Saturday, August 14, 2010

Is art about raising questions?

It is a commonplace in today's creative writing programs for the professors, and the students themselves, to believe, and to say, and to critique others' works believing, that the purpose of art is to raise questions, not answer them. A story should not settle something, or advocate for one particular point of view (so narrow!) but should similarly bring to our attention the various possibilities. This idea is fashionable across the arts generally, among documentary filmmakers ("Capturing the Friedmans" is supposedly great because it raises questions and doesn't attempt to answer them) and visual artists and nonfiction writers and everyone who thinks of himself as an artist. This is what is in fashion.

I think this comes from art's crisis of confidence in the face of the near-complete and total domination of science, and its bastard offspring "social science," in Western (or do I even need the qualifier Western?) civilization. Since science, and social science, are rational (in social science's case, that's a big stretch, but it's assumed to be rational by the culture, anyway) and our "show me the numbers" society privileges anything that's rational or believed to be rational, art has been trying to find a space for itself, and it thinks that space is the space for critiquing, for raising questions, for opening up.

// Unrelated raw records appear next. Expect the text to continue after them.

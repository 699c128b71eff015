use crate::normalize::normalize_phrases;

/// Directional phrase match: a vacancy responsibility is covered when it
/// contains, or is contained in, any candidate responsibility.
///
/// Score is `covered / vacancy_count * 100`; no vacancy responsibilities → 100.
pub fn score_responsibilities(candidate: &[String], vacancy: &[String]) -> f64 {
    let required = normalize_phrases(vacancy);
    if required.is_empty() {
        return 100.0;
    }

    let offered = normalize_phrases(candidate);
    let covered = required
        .iter()
        .filter(|req| {
            offered
                .iter()
                .any(|have| have.contains(req.as_str()) || req.contains(have.as_str()))
        })
        .count();

    covered as f64 / required.len() as f64 * 100.0
}

#[cfg(test)]
mod tests {
    use super::*;

    fn phrases(items: &[&str]) -> Vec<String> {
        items.iter().map(|s| s.to_string()).collect()
    }

    #[test]
    fn no_requirements_is_full_score() {
        assert_eq!(score_responsibilities(&phrases(&["anything"]), &[]), 100.0);
        assert_eq!(score_responsibilities(&[], &phrases(&["  ", "."])), 100.0);
    }

    #[test]
    fn containment_works_both_ways() {
        let candidate = phrases(&["Code review of backend services", "mentoring"]);
        let vacancy = phrases(&["code review", "Mentoring junior developers", "on-call duty"]);
        let score = score_responsibilities(&candidate, &vacancy);
        assert!((score - 200.0 / 3.0).abs() < 1e-9);
    }

    #[test]
    fn punctuation_and_case_are_ignored() {
        let score = score_responsibilities(
            &phrases(&["Design, build and maintain APIs"]),
            &phrases(&["design build"]),
        );
        assert_eq!(score, 100.0);
    }

    #[test]
    fn empty_candidate_scores_zero_against_requirements() {
        assert_eq!(score_responsibilities(&[], &phrases(&["deploy"])), 0.0);
    }
}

But this has it all backwards! The fact is that science, itself, is the place for raising questions. Science does not give us answers. We are so used to the opposite belief - that science tells the clear truth about life, that science tells us the answers to things - that this might sound crazy, backwards, loopy. But the fact is, science doesn't, can't tell us how to act, what to do, how to live, what decisions to make, because science is indifferent to, and useless at discerning, what one should do. It can't even conceive of the idea of "should." How can such a thing, that can't even conceive of the idea of "should," possibly answer questions for us? How could it possibly tell us what do to?

Medicine is just one area which reveals this problem. We have the capability, these days, to extend people's lives for years past the point where they can take care of themselves, or think clearly, or even eat and relieve themselves on their own. Medicine is structured around the assumption that extending life is always good, because the number of years, months, and days that a person lives is just that - a number, and science must have its numbers, its quantifiables. Science cannot even begin to ask the question "but is life worth living?" It cannot consider quality of life, except by hopelessly warping and diminishing it (creating a 1 to 10 scale of happiness, or something similarly reductive). Science and medicine cannot answer the question of what is life to be for, and just one of the results of this blind spot is the dreaded "home," the nursing facility or sterile, segregated community where we send old people to die. We have figured out how to extend life, but we have utterly failed to grapple with the question of what those extra years are to be for.

The world according to science is a lonely world that is indifferent to us. The idea that there might be answers there, in science, is indicative of how much we have fallen under science ideology's spell, and how we have allowed it to lull us into a false and tautological hypnotic state (and yes, I use a magic metaphor to point out the pseudoscience behind much of our approach to science). We have become convinced that we are like numbers, that we are predictable and follow rules, and that we just don't know the rules yet, but we will if we keep looking to science to give them to us. Since we think we are predictable, we devalue revelation, creativity, and art, turning ourselves into automatons, and thus make ourselves predictable and overruled.

But this is nonsense. If we turned to the great works of art that humankind has produced, turned to them and really saw them, really felt them not as dusty pieces of history, not as products of churning and predictable cultural forces, but as the heart-changing works that they are, we would see that these works of art are the answers we long for. If we take, for example, the Bible, and read it as it asks to be read, we see that it is very much written to answer questions, not to raise them, as people today insist art should do. The Bible is very much about answering the question of how one should live, and its answer is as rich, complex, and difficult as any answer to that question must be. It doesn't shy away from answering, from trying. Nor do Shakespeare's plays, or the works of Dickens. It is a great and terrible sign of our current blindness that we do not see that the artists who created these works believed very much in answering questions with their art.

Perhaps we have decided, for instance in the case of the Bible, that we do not like their answers. Yet how cowardly, how wasteful, how damning it is that we try to excuse ourselves from providing our own.